Il faudrait bien sûr décrire les formes précises et multiples de cette propagation, et pour cela se livrer à une analyse détaillée et exhaustive du travail. Mais je me contenterai de laisser opérer ma mémoire. Ce furet du signe abstrait, je le vois courir aussi bien dans les grandes toiles à “sujet” que dans les dessins, gouaches et gravures. Quelquesfois il traverse le tableau, qu’il divise ou perfore, quelquefois il va se loger, infime, dans un détail : le point lumineux d’un phare, la géométrie incongrue d’un élément urbain dans le paysage. Quelques fois c’est l’incorporation d’une enseigne, d’un signe typographique quelconque, toujours c’est un cadrage, une mise en place de la figure qui la fait tendre vers l’abstrait : là-même où le “sujet” paraît occuper tout le propos, où il semble qu’Hespel se contente de poursuivre cette sorte de discussion avec la peinture que par ailleurs il conduit sans cesse et si bien, la manière de positionner le sujet ou la figure les fait tendre au signe abstrait, jusqu’à ce point limite où c’est “tout le tableau” qui est signé.
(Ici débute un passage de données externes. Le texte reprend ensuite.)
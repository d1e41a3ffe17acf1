//! Error types for the measurement harness.

use mongodb::bson;
use thiserror::Error;

/// Result type used throughout the harness.
pub type Result<T> = std::result::Result<T, HarnessError>;

/// Every failure the harness can hit. All of them abort the sweep.
#[derive(Error, Debug)]
pub enum HarnessError {
    /// The storage server could not be reached.
    #[error("failed to connect to storage: {0}")]
    Connection(String),

    /// A document could not be encoded to BSON.
    #[error("failed to calculate document size: {0}")]
    Serialization(#[from] bson::ser::Error),

    /// An insert, update or delete failed.
    #[error("write failed: {0}")]
    Write(String),

    /// A find failed, or a document that should exist was missing.
    #[error("read failed: {0}")]
    Read(String),

    /// Invalid harness configuration.
    #[error("invalid configuration: {0}")]
    Config(String),

    /// Writing result lines failed.
    #[error("IO error: {0}")]
    Io(#[from] std::io::Error),
}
Que signifie ce signe abstrait, que je décris si mal, mais qui s’effectue si bien dans son travail ? Ce signe a-t-il une signification, ou rejoint-il ce “Zeichen ohne Bedeutung” dont parle Hölderlin ? Il n’est évidemment porteur d’aucun sens, et ne vient en aucune manière ajouter à la peinture ou au dessin sinon on ne sait quel supplément dont ils manqueraient. C’est même tout l’inverse : ce signe abstrait est en réalité des plus concrets. Il est tout entier signature. Il ne signifie rien mais affirme et contresigne : il est comme le point d’exclamation de la peinture, par lequel elle affirme farouchement, obstinément, mais aussi élégamment, et délicatement, les “droits” imprescriptibles de la peinture pure, l’inactualité absolue de son règne propre. Ce fil rouge (incarnat?) du signe abstrait est en réalité un “oui” inconditionnel à la peinture.
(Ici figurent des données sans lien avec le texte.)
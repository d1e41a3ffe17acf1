//! Round trips against a real MongoDB deployment.
//!
//! Ignored by default. Run with a server available:
//! `MONGODB_URI=mongodb://localhost:27017 cargo test --test mongo -- --ignored`

mod common;

use common::{lines, rng};
use embedded_array_benchmarks::config::DEFAULT_URI;
use embedded_array_benchmarks::document::{document_size, synthesize};
use embedded_array_benchmarks::naming::TimestampNamer;
use embedded_array_benchmarks::runner::{Runner, RunnerConfig};
use embedded_array_benchmarks::store::{id_filter, DocumentCollection, DocumentStore, MongoStore};
use embedded_array_benchmarks::HarnessError;
use mongodb::bson::doc;

fn store() -> MongoStore {
    let uri = std::env::var("MONGODB_URI").unwrap_or_else(|_| DEFAULT_URI.to_string());
    MongoStore::connect(&uri).expect("MongoDB not reachable")
}

#[test]
#[ignore]
fn insert_then_find_by_id_round_trips() {
    let store = store();
    let coll = store.collection("embedded_array_tests", "round_trip");

    let mut doc = synthesize(55, &mut rng(11));
    let size = document_size(&doc).unwrap();
    doc.stamp(size, "2025-01-01 00:00:00".to_string());

    let id = coll.insert(&doc).unwrap();
    let found = coll.find_one(id_filter(id)).unwrap().unwrap();
    doc.id = Some(id);
    assert_eq!(found, doc);

    coll.update(id_filter(id), doc! { "$set": { "retrievalTime": 3i64 } })
        .unwrap();
    assert_eq!(coll.find_one(id_filter(id)).unwrap().unwrap().retrieval_time, 3);

    coll.delete(id_filter(id)).unwrap();
    assert!(coll.find_one(id_filter(id)).unwrap().is_none());
}

#[test]
#[ignore]
fn small_sweep_against_mongodb() {
    let store = store();
    let config = RunnerConfig {
        database: "embedded_array_tests".to_string(),
        ceiling: 13,
        delete_after_read: true,
        ..RunnerConfig::default()
    };
    let mut runner = Runner::new(&store, config, rng(5), TimestampNamer::new("sweep")).unwrap();
    let mut out = Vec::new();
    let report = runner.run(&mut out).unwrap();

    assert_eq!(report.rows.len(), 6);
    assert_eq!(lines(&String::from_utf8(out).unwrap()).len(), 7);
}

#[test]
fn unreachable_server_is_a_connection_error() {
    let result = MongoStore::connect("mongodb://127.0.0.1:1/?serverSelectionTimeoutMS=200");
    assert!(matches!(result, Err(HarnessError::Connection(_))));
}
Il n’est qu’à voir de quelle façon Hespel aime à peindre d’après photo, au sens littéral du terme : comment la peinture à travers lui reprend ses droits à la photographie ou à l’image en général. Il n’y a donc peut-être pas tant de mystère à voir dans l’incarnation d’Hespel en peintre-né. Il jouit tout simplement d’un savoir substantiel concernant la peinture. Et sa peinture, il la signe de ce savoir. Par quoi il la rend elle-même incarnative, c’est-à-dire capable de faire revenir (le mot incarnatif est un vieux terme de médecine qui désigne précisément “la propriété de faire revenir les chairs dans les plaies”), et donc de revenir elle-même toujours et encore. Il n’y a pas entre le peintre et le musicien l’ombre de cette “sublime jalousie” dont parle Mallarmé à propos de l’écrivain et du musicien. J’aime imaginer Grégoire Hespel peindre en écoutant, comme je sais qu’il fait, de la musique. Et ce “signe abstrait” que j’ai voulu pointer, est comme le son en musique, ce par quoi elle se signe elle-même.